use crate::entity::{Entity, EntityKind};

/// Selects a non-overlapping subset of candidate entities.
///
/// Candidates are ranked by extractor priority, then earlier start, then
/// longer span; a candidate is kept only if it conflicts with nothing already
/// kept. The result is sorted ascending by start and pairwise disjoint, which
/// is what the rewrite pass requires.
pub fn resolve(mut entities: Vec<Entity>) -> Vec<Entity> {
    entities.sort_by(|a, b| {
        priority(&b.kind)
            .cmp(&priority(&a.kind))
            .then(a.span.start.cmp(&b.span.start))
            .then(b.span.len().cmp(&a.span.len()))
    });

    let mut kept: Vec<Entity> = Vec::with_capacity(entities.len());
    for candidate in entities {
        if kept.iter().any(|entity| entity.span.overlaps(candidate.span)) {
            continue;
        }
        kept.push(candidate);
    }

    kept.sort_by_key(|entity| entity.span.start);
    kept
}

/// URL extraction takes precedence over mention and hashtag extraction on
/// overlapping text; protected markdown-link spans outrank everything.
fn priority(kind: &EntityKind) -> u8 {
    match kind {
        EntityKind::MarkdownLink => 4,
        EntityKind::Url { .. } => 3,
        EntityKind::Mention { .. } => 2,
        EntityKind::Hashtag { .. } => 1,
        EntityKind::Shortcode { .. } => 0,
    }
}
use crate::span::Span;

/// A recognized annotatable region of text, before or after overlap
/// resolution.
///
/// The payload carried by each kind is re-derivable by slicing the source
/// buffer at `span`; it is kept alongside so substitution callbacks do not
/// have to re-parse the slice.
#[derive(Clone, Debug, Eq, PartialEq)]
pub struct Entity {
    pub span: Span,
    pub kind: EntityKind,
}

#[derive(Clone, Debug, Eq, PartialEq)]
pub enum EntityKind {
    /// A bare URL. `href` carries the link target, which differs from the
    /// matched text only for schemeless `www.` matches.
    Url { href: String },
    /// `#hashtag`; `name` is the tag without the leading `#`.
    Hashtag { name: String },
    /// `@user` or `@user@domain`; `acct` is the handle without the leading
    /// `@`.
    Mention { acct: String },
    /// `:shortcode:`; `name` is the shortcode without the colons.
    Shortcode { name: String },
    /// A `[text](url)` construct matched so link-syntax internals are not
    /// annotated separately. Substitutes to the raw span, verbatim.
    MarkdownLink,
}

impl Entity {
    pub fn new(span: Span, kind: EntityKind) -> Self {
        Self { span, kind }
    }
}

Work required: Scan the data above and copy every line with "leading" in it.

Exercise response:
    /// `#hashtag`; `name` is the tag without the leading `#`.
    /// `@user` or `@user@domain`; `acct` is the handle without the leading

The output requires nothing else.